I progetti futuri riguardano la riqualificazione degli Arrondissement cittadini, creando nuovi spazi di aggregazione sociale e culturale, ma anche co-working, ambulatori e aree commerciali di prossimità, utilizzando il marchio “Made in Paris” come strumento di marketing

In Italia, è stata Milano la prima grande città a far proprio questo modello di sviluppo futuro. Nel capoluogo lombardo, la vera sfida è quella di dare vita a quartieri residenziali integrati anche al di fuori dell’area centrale in cui far convivere abitazioni, uffici, fabbriche, servizi pubblici e spazi verd,i anche per ridurre il fenomeno del pendolarismo lavorativo e contribuire al decongestionamento del trasporto pubblico e della viabilità nelle ore di punta.

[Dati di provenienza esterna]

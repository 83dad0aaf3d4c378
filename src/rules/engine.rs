//! The checkers engine.
//!
//! Owns one `GameState` and answers two kinds of request: "what moves
//! can this cell make right now" (`legal_moves`) and "apply this move"
//! (`apply_move`), plus `reset`. All rule evaluation happens here;
//! rendering, input handling, and persistence belong to the caller.
//!
//! Every operation is synchronous and runs to completion; the engine
//! performs no locking and assumes one call at a time, matching an
//! interactive UI's input queue. Hosts embedding it in a multi-threaded
//! program hold an exclusive lock around each query/apply pair.

use log::{debug, info};
use serde::{Deserialize, Serialize};

use crate::core::{Board, Cell, EngineConfig, GameState, Side, Square};
use crate::error::EngineError;
use crate::events::GameObserver;

use super::movegen;
use super::moves::{Move, MoveList};

/// Outcome of a successfully applied move.
#[derive(Clone, Copy, Debug, PartialEq, Eq, Serialize, Deserialize)]
pub enum MoveResult {
    /// The capture chain continues: the same player must jump again with
    /// the piece now on `at`.
    Continued { at: Square },

    /// The turn passed to the other side.
    TurnPassed(Side),

    /// The game ended.
    GameOver { winner: Side },
}

/// A checkers game.
///
/// Construct with `new` / `with_config` for a standard game, or
/// `from_position` to start mid-game. State is mutated only through
/// `apply_move` and `reset`; every rejected call leaves it unchanged.
pub struct CheckersEngine {
    config: EngineConfig,
    state: GameState,
    observer: Option<Box<dyn GameObserver>>,
}

impl CheckersEngine {
    /// A fresh game with the default configuration (Black moves first).
    #[must_use]
    pub fn new() -> Self {
        Self::with_config(EngineConfig::default())
    }

    /// A fresh game with an explicit configuration.
    #[must_use]
    pub fn with_config(config: EngineConfig) -> Self {
        Self {
            config,
            state: GameState::new(config.first_mover),
            observer: None,
        }
    }

    /// A game starting from an arbitrary position.
    ///
    /// No winner is declared even if `side_to_move` is already stuck;
    /// the game-over check runs when a move produces a state, so queries
    /// on a dead position simply return empty lists. `reset` returns to
    /// the standard starting position.
    #[must_use]
    pub fn from_position(board: Board, side_to_move: Side) -> Self {
        Self {
            config: EngineConfig::default(),
            state: GameState {
                board,
                side_to_move,
                forced: None,
                winner: None,
            },
            observer: None,
        }
    }

    /// Attach the observer that receives turn and game-over callbacks.
    /// Replaces any previous observer.
    pub fn set_observer(&mut self, observer: Box<dyn GameObserver>) {
        self.observer = Some(observer);
    }

    /// The current game state.
    #[must_use]
    pub fn state(&self) -> &GameState {
        &self.state
    }

    /// Whose turn it is.
    #[must_use]
    pub fn side_to_move(&self) -> Side {
        self.state.side_to_move
    }

    /// The winner, once the game has ended.
    #[must_use]
    pub fn winner(&self) -> Option<Side> {
        self.state.winner
    }

    /// Reinitialize to the starting position and notify the observer of
    /// the configured first mover. The only way out of a finished game.
    pub fn reset(&mut self) {
        self.state = GameState::new(self.config.first_mover);
        debug!("game reset, {} to move", self.state.side_to_move);
        self.notify_turn(self.state.side_to_move);
    }

    /// Legal moves for the piece on `(row, col)`.
    ///
    /// Mandatory capture is evaluated over the whole board: when any
    /// piece of the side to move can capture, the result holds exactly
    /// the captures available from this cell — possibly none, in which
    /// case this piece cannot move at all this turn. During a multi-jump
    /// only the continuing piece gets a non-empty result. Empty cells
    /// and opposing pieces yield an empty list.
    pub fn legal_moves(&self, row: u8, col: u8) -> Result<MoveList, EngineError> {
        if let Some(winner) = self.state.winner {
            return Err(EngineError::GameAlreadyOver { winner });
        }
        let from = Square::new(row, col).ok_or(EngineError::OutOfBounds { row, col })?;
        Ok(self.legal_for(from))
    }

    /// Apply a move previously returned by `legal_moves`.
    ///
    /// Anything not in the current legal set is rejected without
    /// touching state. A capture that leaves another jump for the same
    /// piece returns `Continued` and locks the turn to that piece;
    /// promotion always ends the turn, even when the new king could jump
    /// again.
    pub fn apply_move(&mut self, mv: Move) -> Result<MoveResult, EngineError> {
        if let Some(winner) = self.state.winner {
            return Err(EngineError::GameAlreadyOver { winner });
        }
        self.validate(&mv)?;

        let side = self.state.side_to_move;
        let cell = self.state.board.get(mv.from);

        self.state.board.set(mv.from, Cell::Empty);
        if let Some(captured) = mv.captured {
            self.state.board.set(captured, Cell::Empty);
            debug!("{side} {} -> {}, capturing {captured}", mv.from, mv.to);
        } else {
            debug!("{side} {} -> {}", mv.from, mv.to);
        }

        let crowned = !cell.is_king() && mv.to.row == side.crowning_row();
        self.state.board.set(mv.to, if crowned { cell.crowned() } else { cell });

        if !crowned && mv.is_capture() && !movegen::captures_from(&self.state.board, mv.to).is_empty() {
            self.state.forced = Some(mv.to);
            return Ok(MoveResult::Continued { at: mv.to });
        }

        self.state.forced = None;
        let next = side.opponent();
        if self.state.board.count(next) == 0 || !movegen::side_can_move(&self.state.board, next) {
            self.state.winner = Some(side);
            info!("game over, {side} wins");
            self.notify_game_over(side);
            return Ok(MoveResult::GameOver { winner: side });
        }

        self.state.side_to_move = next;
        self.notify_turn(next);
        Ok(MoveResult::TurnPassed(next))
    }

    /// The legal set for one origin, shared by the query path and move
    /// validation so both always agree.
    fn legal_for(&self, from: Square) -> MoveList {
        if let Some(forced) = self.state.forced {
            if forced == from {
                movegen::captures_from(&self.state.board, from)
            } else {
                MoveList::new()
            }
        } else {
            movegen::moves_for(&self.state.board, self.state.side_to_move, from)
        }
    }

    fn validate(&self, mv: &Move) -> Result<(), EngineError> {
        for sq in [Some(mv.from), Some(mv.to), mv.captured].into_iter().flatten() {
            if !sq.in_bounds() {
                return Err(EngineError::OutOfBounds {
                    row: sq.row,
                    col: sq.col,
                });
            }
        }

        if let Some(forced) = self.state.forced {
            if forced != mv.from {
                return Err(EngineError::NotCurrentPlayersPiece);
            }
        }
        if self.state.board.get(mv.from).side() != Some(self.state.side_to_move) {
            return Err(EngineError::NotCurrentPlayersPiece);
        }

        if self.legal_for(mv.from).contains(mv) {
            Ok(())
        } else {
            Err(EngineError::IllegalMove)
        }
    }

    fn notify_turn(&mut self, side: Side) {
        if let Some(observer) = self.observer.as_deref_mut() {
            observer.on_turn_changed(side);
        }
    }

    fn notify_game_over(&mut self, winner: Side) {
        if let Some(observer) = self.observer.as_deref_mut() {
            observer.on_game_over(winner);
        }
    }
}

impl Default for CheckersEngine {
    fn default() -> Self {
        Self::new()
    }
}
//! # checkers-core
//!
//! A checkers rules engine: move legality, mandatory captures,
//! multi-jump sequencing, king promotion, and win detection.
//!
//! ## Design Principles
//!
//! 1. **Request/response only**: the engine owns one `GameState` and
//!    answers `legal_moves` / `apply_move` / `reset`. It draws nothing,
//!    reads nothing, and persists nothing — presentation layers sit on
//!    top and render what it reports.
//!
//! 2. **Every rejection is recoverable**: a refused call leaves state
//!    untouched and returns an `EngineError` naming the problem;
//!    callers re-query and retry.
//!
//! 3. **Synchronous and single-threaded**: operations run to completion
//!    with no suspension points. Observer callbacks fire inline from
//!    `apply_move` and `reset`. Callers serialize access.
//!
//! ## Example
//!
//! ```
//! use checkers_core::{CheckersEngine, MoveResult, Side};
//!
//! let mut engine = CheckersEngine::new();
//!
//! // Black opens by default; the man on (2, 1) has two diagonal steps.
//! let moves = engine.legal_moves(2, 1).unwrap();
//! assert_eq!(moves.len(), 2);
//!
//! let result = engine.apply_move(moves[0]).unwrap();
//! assert_eq!(result, MoveResult::TurnPassed(Side::Red));
//! ```
//!
//! ## Modules
//!
//! - `core`: squares, pieces, the board, game state, configuration
//! - `rules`: move values, move generation, the engine
//! - `error`: rejection taxonomy
//! - `events`: synchronous observer callbacks

pub mod core;
pub mod error;
pub mod events;
pub mod rules;

// Re-export the public surface.
pub use crate::core::{Board, Cell, EngineConfig, GameState, Side, Square, BOARD_SIZE};
pub use crate::error::EngineError;
pub use crate::events::GameObserver;
pub use crate::rules::{CheckersEngine, Move, MoveList, MoveResult};
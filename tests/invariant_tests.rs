//! Randomized playouts checking the engine's invariants: mandatory
//! capture, piece conservation, promotion ending the turn, continuation
//! bookkeeping, and reset idempotence.

use proptest::prelude::*;

use checkers_core::{CheckersEngine, Move, MoveResult, Side};

/// Every legal move for the side to move.
fn all_moves(engine: &CheckersEngine) -> Vec<Move> {
    let mut out = Vec::new();
    for row in 0..8 {
        for col in 0..8 {
            if let Ok(list) = engine.legal_moves(row, col) {
                out.extend(list);
            }
        }
    }
    out
}

proptest! {
    #![proptest_config(ProptestConfig::with_cases(128))]

    #[test]
    fn random_playouts_preserve_invariants(
        choices in prop::collection::vec(any::<prop::sample::Index>(), 1..120),
    ) {
        let mut engine = CheckersEngine::new();

        for choice in choices {
            if engine.winner().is_some() {
                break;
            }

            let moves = all_moves(&engine);
            prop_assert!(!moves.is_empty(), "non-terminal position must have moves");

            // Mandatory capture: captures and steps never mix in the
            // legal set of one position.
            if moves.iter().any(Move::is_capture) {
                prop_assert!(moves.iter().all(Move::is_capture));
            }

            let mv = moves[choice.index(moves.len())];
            let mover = engine.side_to_move();
            let was_man = !engine.state().board.get(mv.from).is_king();
            let red_before = engine.state().board.count(Side::Red);
            let black_before = engine.state().board.count(Side::Black);

            let result = engine.apply_move(mv).unwrap();

            // Piece conservation: counts never grow, and exactly one
            // piece leaves the board per executed capture.
            let red_after = engine.state().board.count(Side::Red);
            let black_after = engine.state().board.count(Side::Black);
            prop_assert!(red_after <= red_before);
            prop_assert!(black_after <= black_before);
            if mv.is_capture() {
                prop_assert_eq!(red_after + black_after + 1, red_before + black_before);
            } else {
                prop_assert_eq!((red_after, black_after), (red_before, black_before));
            }

            // Promotion always ends the turn.
            if was_man && mv.to.row == mover.crowning_row() {
                let continued = matches!(result, MoveResult::Continued { .. });
                prop_assert!(!continued);
            }

            match result {
                MoveResult::Continued { at } => {
                    // Chain: same side, same piece, captures only.
                    prop_assert_eq!(engine.side_to_move(), mover);
                    prop_assert_eq!(engine.state().forced, Some(at));

                    let follow = all_moves(&engine);
                    prop_assert!(!follow.is_empty());
                    prop_assert!(follow.iter().all(|m| m.from == at && m.is_capture()));
                }
                MoveResult::TurnPassed(next) => {
                    prop_assert_eq!(next, mover.opponent());
                    prop_assert_eq!(engine.state().forced, None);
                }
                MoveResult::GameOver { winner } => {
                    prop_assert_eq!(winner, mover);
                    prop_assert_eq!(engine.winner(), Some(mover));
                }
            }
        }
    }

    #[test]
    fn reset_is_idempotent(
        choices in prop::collection::vec(any::<prop::sample::Index>(), 0..60),
    ) {
        let mut engine = CheckersEngine::new();

        for choice in choices {
            if engine.winner().is_some() {
                break;
            }
            let moves = all_moves(&engine);
            engine.apply_move(moves[choice.index(moves.len())]).unwrap();
        }

        engine.reset();
        let fresh = CheckersEngine::new();
        prop_assert_eq!(engine.state(), fresh.state());
    }
}
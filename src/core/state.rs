//! Complete game state.
//!
//! One `GameState` composes the board, the side to move, the forced
//! multi-jump continuation (if a capture chain is in progress), and the
//! winner once the game has ended. The engine owns exactly one of these
//! and mutates it only through `apply_move` and `reset`.

use serde::{Deserialize, Serialize};

use super::board::Board;
use super::piece::Side;
use super::square::Square;

/// Board, turn, and terminal state for one game.
///
/// Serde-derived so a host can snapshot it across a bridge; the engine
/// itself never persists anything.
#[derive(Clone, Debug, PartialEq, Eq, Serialize, Deserialize)]
pub struct GameState {
    pub board: Board,

    /// Whose turn it is. Does not change while `forced` is set.
    pub side_to_move: Side,

    /// Piece locked into continuing a capture chain. While set, the only
    /// legal moves are further captures by the piece on this square.
    pub forced: Option<Square>,

    /// Set when the game has ended; terminal until `reset`.
    pub winner: Option<Side>,
}

impl GameState {
    /// The starting position with `first_mover` to act.
    #[must_use]
    pub fn new(first_mover: Side) -> Self {
        Self {
            board: Board::starting(),
            side_to_move: first_mover,
            forced: None,
            winner: None,
        }
    }

    /// Whether the game has ended.
    #[must_use]
    pub fn is_over(&self) -> bool {
        self.winner.is_some()
    }
}
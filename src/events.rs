//! Observer contract.
//!
//! The engine's only outputs besides return values are these callbacks,
//! fired synchronously from inside `apply_move` and `reset`. No
//! threading or queueing is implied; a presentation layer redraws from
//! whatever they report.

use crate::core::Side;

/// Receives turn and game-over notifications from the engine.
///
/// Both methods default to no-ops so observers implement only what they
/// display.
pub trait GameObserver {
    /// The side to move changed. Also fired by `reset` with the
    /// configured first mover.
    fn on_turn_changed(&mut self, side: Side) {
        let _ = side;
    }

    /// The game ended.
    fn on_game_over(&mut self, winner: Side) {
        let _ = winner;
    }
}
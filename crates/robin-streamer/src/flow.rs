//! 流控
//!
//! 两个预算同时约束每个 tick 能流出的量：
//!
//! 1. **字节预算**：不超过单 tick 上限，也不超过机器人缓冲区的
//!    剩余空间（由已流出/已播放的累计计数之差推得）；
//! 2. **音频帧预算**：机器人缓冲区里未播放的音频帧不超过提前量，
//!    把端到端延迟约束在可感知阈值之下。
//!
//! 计数器是累计值且允许回绕，所有差值都用回绕减法。

use robin_protocol::{BufferStatus, EngineToRobot};

use crate::config::StreamerConfig;

/// 每 tick 重算的流控状态
#[derive(Debug, Clone, Copy, Default)]
pub struct FlowControl {
    /// 已流出字节数（累计，回绕）
    bytes_streamed: u32,
    /// 已流出音频帧数（累计，回绕）
    audio_frames_streamed: u32,
    /// 机器人上报的已播放字节数
    bytes_played: u32,
    /// 机器人上报的已播放音频帧数
    audio_frames_played: u32,

    /// 本 tick 剩余字节预算
    bytes_allowance: u32,
    /// 本 tick 剩余音频帧预算
    audio_frames_allowance: u32,
}

impl FlowControl {
    pub fn new() -> Self {
        Self::default()
    }

    /// 合并一条机器人反馈
    pub fn note_feedback(&mut self, status: &BufferStatus) {
        self.bytes_played = status.bytes_played;
        self.audio_frames_played = status.audio_frames_played;
    }

    /// 机器人缓冲区中尚未播放的字节数
    pub fn bytes_in_flight(&self) -> u32 {
        self.bytes_streamed.wrapping_sub(self.bytes_played)
    }

    /// 机器人缓冲区中尚未播放的音频帧数
    pub fn audio_frames_in_flight(&self) -> u32 {
        self.audio_frames_streamed.wrapping_sub(self.audio_frames_played)
    }

    /// tick 开始时重算预算
    pub fn begin_tick(&mut self, config: &StreamerConfig) {
        let free_bytes = config.robot_buffer_size.saturating_sub(self.bytes_in_flight());
        self.bytes_allowance = config.max_bytes_per_tick.min(free_bytes);
        self.audio_frames_allowance = config
            .audio_frames_lead
            .saturating_sub(self.audio_frames_in_flight());
    }

    /// 本 tick 还能否发送这条消息
    pub fn can_send(&self, msg: &EngineToRobot) -> bool {
        if (msg.wire_size() as u32) > self.bytes_allowance {
            return false;
        }
        if msg.counts_as_audio_frame() && self.audio_frames_allowance == 0 {
            return false;
        }
        true
    }

    /// 记账：消息已发出
    pub fn note_sent(&mut self, msg: &EngineToRobot) {
        let size = msg.wire_size() as u32;
        self.bytes_streamed = self.bytes_streamed.wrapping_add(size);
        self.bytes_allowance = self.bytes_allowance.saturating_sub(size);
        if msg.counts_as_audio_frame() {
            self.audio_frames_streamed = self.audio_frames_streamed.wrapping_add(1);
            self.audio_frames_allowance = self.audio_frames_allowance.saturating_sub(1);
        }
    }

    pub fn bytes_streamed(&self) -> u32 {
        self.bytes_streamed
    }

    pub fn audio_frames_streamed(&self) -> u32 {
        self.audio_frames_streamed
    }
}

Anche Barcellona, ha sposato un concetto simile alla “Città del quarto d’ora”, progettando i cosiddetti “Superblocks”: isolati prevalentemente pedonali, al cui interno possono accedere solamente pochi veicoli autorizzati, che rappresentano piccole Comunità nella città e che sono unite e interconnesse agli altri blocchi urbani da vie di collegamento esterne.

C’è poi chi, in questa direzione, sta andando ormai da anni. Recenti studi effettuati nei Paesi Bassi hanno mostrato che, grazie anche a un modello proattivo di pianificazione del territorio messo in atto ormai da anni, oggi oltre l’80% degli insediamenti urbani olandesi rispondono alle caratteristiche della “Città dei 15 minuti”.

Fuori dai confini europei, è la città di Sydney, in Australia, che da alcuni anni va fiera di essere una 20-minutes city, mettendo in luce come questa concezione dello spazio urbano stia portando a un miglioramento, sia dal punto di vista ambientale che della qualità della vita dei suoi residenti.